Advance Database & Big Data

 

PROGRAMME

 

 BSc (Hon) Computing and BEng Software Engineering Foundation Year
DATE  Week 15
MODULE CODE  SWE5204
MODULE TITLE  Advance Database & Big Data
ASSESSMENT TYPE  Coursework – Portfolio
WEIGHTING  100%

 

Learning Outcomes:

 

·         LO1: Evaluate new and emerging developments in database technologies
·         LO2: Compare and contrast multi-paradigm solutions to domain specific database constructs
·         LO3: Apply appropriate database concepts and techniques to solve given problems.
·         LO4: Demonstrate the application of appropriate Big Data tools for advanced analytics.

 

 

 

 

 

Assignment Description

 

Marks allocation

There are three sections in this assessment, with each section carries marks as follows:

Question 1: 10 %

Question 2: 10 %

Question 3: 80 %

 

 

Question 1 : [LO1 & LO2]                                                                                                                                                           [10 marks]

 

  • Discuss the characteristics (subject-oriented, integrated, time-variant, non-volatile and support of management decision-making process) that differentiate data warehouses from other database systems supported by examples. (5 marks)

 

  • Use ONE detailed example to discuss and analyse why a company can benefit from data warehousing. You are expected to use the characteristics discussed in 1(a) to detail your discussion and analysis. (5 marks)

 

 

 

Question 2 : [LO1 & LO3]                                                                                                                                                            [10 marks]  

 

  • Describe and discuss THREE of the FOUR main categories of NoSQL database: Key value store, Column store, Document store and Graph database, giving a definition and overview of the key characteristics of each category, including comparative advantages of each category, and giving an example of an appropriate application area.

 

Question 3 : [LO3 & LO4]                                                                                                                                                            [80 marks]  

 

For Big Data task, you need to perform the required task for the given data set, following a Big Data architecture framework (Lecture- Big Data project development process and its stages):

 

Acquisition: Although we are providing the location of the dataset, you need to research how the data was assembled.      (5 marks)

 

Storage: You are probably storing the data set in a local resource.

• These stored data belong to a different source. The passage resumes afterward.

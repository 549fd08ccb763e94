// Copyright (c) 2025 Fabstir
// SPDX-License-Identifier: BUSL-1.1
pub mod api;
pub mod config;
pub mod detection;
pub mod pipeline;
pub mod vision;

// Re-export main types
pub use config::{AppConfig, DetectionConfig, OcrConfig};
pub use detection::{BoundingBox, Detection, DetectionError, ObjectDetector, RoboflowClient};
pub use pipeline::{FieldMap, PipelineError, ScanOutcome, ScanPipeline};
pub use vision::ocr::{
    BlockTextReader, CropRecognizer, OcrAdapter, OcrError, RecognitionOutcome, SceneTextReader,
};
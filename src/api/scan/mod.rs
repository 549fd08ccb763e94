// Copyright (c) 2025 Fabstir
// SPDX-License-Identifier: BUSL-1.1
//! Upload-and-scan endpoint: handler and response types

pub mod handler;
pub mod response;

pub use handler::upload_handler;
pub use response::ScanResponse;
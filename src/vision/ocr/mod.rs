// Copyright (c) 2025 Fabstir
// SPDX-License-Identifier: BUSL-1.1
//! Optical character recognition
//!
//! Two engines behind one adapter:
//! - `scene` + `detection` + `recognition` - ONNX scene-text pipeline (primary)
//! - `tesseract` - Tesseract block reader (fallback)
//! - `adapter` - runs the primary, falls back on empty output
//! - `preprocessing` - tensor preparation for the ONNX models
//! - `normalize` - whitespace cleanup of engine output

pub mod adapter;
pub mod detection;
pub mod normalize;
pub mod preprocessing;
pub mod recognition;
pub mod scene;
pub mod tesseract;

pub use adapter::{CropRecognizer, OcrAdapter, OcrError, RecognitionOutcome};
pub use detection::{TextDetector, TextRegion};
pub use normalize::normalize_text;
pub use recognition::{RecognizedText, TextRecognizer};
pub use scene::{PaddleSceneReader, SceneTextReader};
pub use tesseract::{BlockTextReader, TesseractReader};
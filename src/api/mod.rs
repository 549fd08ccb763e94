// Copyright (c) 2025 Fabstir
// SPDX-License-Identifier: BUSL-1.1
//! HTTP surface of the scan service
//!
//! Components:
//! - `http_server` - Router, static file serving, health endpoint
//! - `scan` - Upload-and-scan handler and response types
//! - `errors` - API error taxonomy with JSON bodies

pub mod errors;
pub mod http_server;
pub mod scan;

pub use errors::{ApiError, ErrorResponse};
pub use http_server::{build_router, start_server, AppState};
pub use scan::ScanResponse;
// Copyright (c) 2025 Fabstir
// SPDX-License-Identifier: BUSL-1.1
//! HTTP client for a Roboflow-compatible hosted detection endpoint

use std::time::Duration;

use async_trait::async_trait;
use reqwest::multipart::{Form, Part};
use reqwest::Client;
use tracing::{debug, warn};

use crate::config::DetectionConfig;

use super::types::{Detection, DetectionResponse};

/// Errors from the remote detection call
#[derive(Debug, thiserror::Error)]
pub enum DetectionError {
    /// The endpoint answered with a non-success status
    #[error("detection service returned {status}: {body}")]
    Http { status: u16, body: String },

    /// The request never completed (connect failure, timeout, bad payload)
    #[error("detection request failed: {0}")]
    Request(#[from] reqwest::Error),
}

/// Abstraction over the remote detector, so the pipeline can be exercised
/// without network access
#[async_trait]
pub trait ObjectDetector: Send + Sync {
    /// Submit raw image bytes and return the predicted regions in service
    /// order
    async fn detect(&self, image: &[u8], filename: &str)
        -> Result<Vec<Detection>, DetectionError>;
}

/// Client for a hosted Roboflow-style detection model
pub struct RoboflowClient {
    client: Client,
    endpoint: String,
    confidence: f32,
    overlap: f32,
}

impl RoboflowClient {
    /// Create a new client from the detection configuration
    pub fn new(config: &DetectionConfig) -> anyhow::Result<Self> {
        let client = Client::builder()
            .timeout(Duration::from_secs(config.timeout_secs))
            .build()?;

        Ok(Self {
            client,
            endpoint: config.endpoint_url(),
            confidence: config.confidence,
            overlap: config.overlap,
        })
    }

    /// Endpoint URL this client posts to
    pub fn endpoint(&self) -> &str {
        &self.endpoint
    }
}

#[async_trait]
impl ObjectDetector for RoboflowClient {
    async fn detect(
        &self,
        image: &[u8],
        filename: &str,
    ) -> Result<Vec<Detection>, DetectionError> {
        let part = Part::bytes(image.to_vec()).file_name(filename.to_string());
        let form = Form::new()
            .part("file", part)
            .text("confidence", self.confidence.to_string())
            .text("overlap", self.overlap.to_string());

        debug!("Detection POST {} ({} bytes)", self.endpoint, image.len());

        let response = self
            .client
            .post(&self.endpoint)
            .multipart(form)
            .send()
            .await?;

        if !response.status().is_success() {
            let status = response.status().as_u16();
            let body = response.text().await.unwrap_or_default();
            warn!("Detection service returned {}: {}", status, body);
            return Err(DetectionError::Http { status, body });
        }

        let payload: DetectionResponse = response.json().await?;
        debug!("Detection returned {} predictions", payload.predictions.len());

        Ok(payload.predictions)
    }
}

So, for this point we are asking you to elaborate a brief What-if? Scenario and what you will need to do to store your data in a cloud-based system.                                                                                                 (5 marks)

 

Analysis: This is the core of your assessment. You need to perform a full data analytics framework (based on the lectures and tutorials):

3.1.  Data Wrangling: Follow the recommendations from the lectures and the Tutorial. You must generate a clean version of the dataset.                                                                                                                                                                                (20 marks)

3.2.  Descriptive analysis: You are expected to fully describe your data as we did in the tutorials. Remember that you are answering what happened question. Please provide appropriate visualisations according to the data you are describing. You must include, as a minimum, a histogram and a scatter or density plot.                                                                                                  (20 marks)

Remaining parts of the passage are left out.